Sin embargo, desde un enfoque más pastoral, la confesión a otro simplemente tiene sentido. En parte, obliga a uno a "confesar" su pecado ante un tercero objetivo. Además, ofrece un consejo objetivo de un tercero como ayuda para superar los pecados. Sigmund Freud, el "padre del psicoanálisis", y un ateo y escéptico declarado, vio sin embargo el mérito del acto de confesión, y fundó toda su teoría del psicoanálisis en él.

Con el tiempo, el formato exacto del sacramento ha cambiado. Los irlandeses hicieron de la confesión un acto mucho más privado y mucho más frecuente, y la penitencia prescrita ciertamente se ha des intensificado con el tiempo, desde el ayuno durante meses o el rezo de 100 oraciones del "Padre Nuestro" en medio de la noche en un río, hasta sólo un puñado de oraciones como expresión de penitencia. La penitencia se da después de la absolución (es decir, la parte del "perdón" real), y la absolución no depende de la penitencia (aunque no hacer la penitencia voluntariamente constituiría un nuevo pecado.

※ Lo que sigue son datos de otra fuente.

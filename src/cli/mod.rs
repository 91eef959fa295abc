mod compare;
mod export;
mod status;

pub use compare::*;
pub use export::*;
pub use status::*;

use crate::config::Opts;

pub trait SubCommandExtend {
    fn run(&self, opts: &Opts) -> impl std::future::Future<Output = anyhow::Result<()>> + Send;
}
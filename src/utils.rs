use std::fs::File;
use std::io::{BufWriter, Write};
use std::path::Path;

use anyhow::{Context, Result};
use indicatif::ProgressStyle;
use serde::Serialize;
use serde_json::ser::PrettyFormatter;

pub fn pb_style() -> ProgressStyle {
    ProgressStyle::with_template("[{elapsed_precise}] {bar:40.cyan/blue} {pos:>7}/{len:7} {msg}")
        .expect("invalid progress template")
        .progress_chars("##-")
}

/// 以 4 空格缩进序列化
pub fn to_writer_pretty<W: Write, T: Serialize + ?Sized>(writer: W, value: &T) -> Result<()> {
    let formatter = PrettyFormatter::with_indent(b"    ");
    let mut ser = serde_json::Serializer::with_formatter(writer, formatter);
    value.serialize(&mut ser)?;
    Ok(())
}

/// 覆盖写入一个 JSON 文件
pub fn write_json_pretty<T: Serialize + ?Sized>(path: impl AsRef<Path>, value: &T) -> Result<()> {
    let path = path.as_ref();
    let file = File::create(path).with_context(|| format!("无法创建文件 {}", path.display()))?;
    let mut writer = BufWriter::new(file);
    to_writer_pretty(&mut writer, value)?;
    writer.flush()?;
    Ok(())
}

/// 千分位格式化
pub fn thousands(n: usize) -> String {
    let digits = n.to_string();
    let mut out = String::with_capacity(digits.len() + digits.len() / 3);
    for (i, c) in digits.chars().enumerate() {
        if i > 0 && (digits.len() - i) % 3 == 0 {
            out.push(',');
        }
        out.push(c);
    }
    out
}
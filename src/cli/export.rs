use std::path::PathBuf;

use anyhow::Result;
use clap::Parser;
use log::info;

use crate::cli::SubCommandExtend;
use crate::config::{IndexOptions, Opts};
use crate::export::{ExportFormat, ExportWriter, export_records};
use crate::milvus::MilvusClient;

#[derive(Parser, Debug, Clone)]
pub struct ExportCommand {
    #[command(flatten)]
    pub index: IndexOptions,
    /// 导出文件路径
    #[arg(long, value_name = "PATH", default_value = "./export/results.json")]
    pub export: PathBuf,
    /// 每页从向量数据库读取的记录数
    #[arg(short, long, value_name = "SIZE", default_value_t = 10000)]
    pub batch_size: usize,
    /// 查询过滤表达式，默认导出全部记录
    #[arg(long, value_name = "EXPR")]
    pub filter: Option<String>,
    /// 导出文件格式
    #[arg(long, value_enum, default_value_t = ExportFormat::Lines)]
    pub format: ExportFormat,
    /// array 格式下每隔多少页重写一次文件
    #[arg(long, value_name = "PAGES", default_value_t = 10)]
    pub snapshot_every: usize,
}

impl SubCommandExtend for ExportCommand {
    async fn run(&self, _opts: &Opts) -> Result<()> {
        let config = self.index.to_config();
        info!("连接向量数据库: {} / {}", config.endpoint, config.collection);

        let client = MilvusClient::new(config);
        let uid_field = client.config().uid_field.clone();
        let mut iterator =
            client.query_iterator(self.batch_size, self.filter.clone(), vec![uid_field])?;

        let writer = ExportWriter::create(&self.export, self.format, self.snapshot_every)?;
        let stats = export_records(&mut iterator, writer).await?;

        println!("Exported {} records to {}", stats.records, self.export.display());
        Ok(())
    }
}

El "sello del confesionario" es uno de los "privilegios" más firmemente guardados en la historia de la humanidad, por el cual el sacerdote -al oír la confesión- está moralmente obligado a llevarse esos pecados "a la tumba", y a no divulgar los pecados del confesante, e incluso la Ley de los Estados Unidos lo reconoce. Si no fuera así, la capacidad de utilizar el sacramento se vería muy obstaculizada, naturalmente. El sacerdote puede asignar como penitencia, sin embargo, alguna forma de restitución o corrección del daño infligido, para los delitos graves.

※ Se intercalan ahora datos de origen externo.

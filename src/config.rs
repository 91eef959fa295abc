use std::path::PathBuf;

use clap::{Parser, Subcommand};

use crate::cli::*;

#[derive(Parser, Debug, Clone)]
pub struct IndexOptions {
    /// 向量数据库集群地址
    #[arg(long, env = "ZILLIZ_ENDPOINT", value_name = "URL")]
    pub endpoint: String,
    /// 向量数据库鉴权 token
    #[arg(long, env = "ZILLIZ_API_KEY", hide_env_values = true)]
    pub token: String,
    /// 集合名称
    #[arg(long, env = "ZILLIZ_COLLECTION", default_value = "sermon_blocks")]
    pub collection: String,
    /// 保存 block uid 的字段名
    #[arg(long, value_name = "FIELD", default_value = "block_uid")]
    pub uid_field: String,
    /// 集合主键字段名，用于游标翻页
    #[arg(long, value_name = "FIELD", default_value = "id")]
    pub primary_key: String,
}

impl IndexOptions {
    pub fn to_config(&self) -> IndexConfig {
        IndexConfig {
            endpoint: self.endpoint.trim_end_matches('/').to_string(),
            token: self.token.clone(),
            collection: self.collection.clone(),
            uid_field: self.uid_field.clone(),
            primary_key: self.primary_key.clone(),
        }
    }
}

/// 向量数据库连接配置，在进程启动时构造一次，显式传给客户端
#[derive(Debug, Clone)]
pub struct IndexConfig {
    pub endpoint: String,
    pub token: String,
    pub collection: String,
    pub uid_field: String,
    pub primary_key: String,
}

#[derive(Parser, Debug, Clone)]
pub struct SourceOptions {
    /// SQLite 数据库路径
    #[arg(long, value_name = "PATH", default_value = "./sermons.db")]
    pub db: PathBuf,
    /// 从 SQLite 分块读取时每块的行数
    #[arg(long, value_name = "SIZE", default_value_t = 25000, value_parser = clap::value_parser!(u64).range(1..))]
    pub chunk_size: u64,
}

#[derive(Parser, Debug, Clone)]
pub struct ReportOptions {
    /// 对比结果输出目录
    #[arg(short, long, value_name = "DIR", default_value = "./export")]
    pub output: PathBuf,
}

#[derive(Parser, Debug, Clone)]
#[command(name = "blocksync", version)]
pub struct Opts {
    #[command(subcommand)]
    pub subcmd: SubCommand,
}

#[derive(Subcommand, Debug, Clone)]
pub enum SubCommand {
    /// 从向量数据库导出所有 block uid
    Export(ExportCommand),
    /// 对比 SQLite 与导出文件
    Compare(CompareCommand),
    /// 直接对比 SQLite 与线上向量数据库
    Status(StatusCommand),
}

Es extremadamente importante confesar un pecado mortal (es decir, grave) lo antes posible, y los católicos están obligados a confesarse al menos una vez al año. Hay muchas oportunidades para confesarse en la mayoría de las parroquias, al menos semanalmente (normalmente los sábados) y a menudo con cita previa, y los que frecuentan el sacramento le dirán que es una experiencia liberadora. Uno es libre de confesarse diariamente con Dios en su vida de oración, pero no descuidemos este don que nos ha dado Cristo como fuente única de gracia y perdón.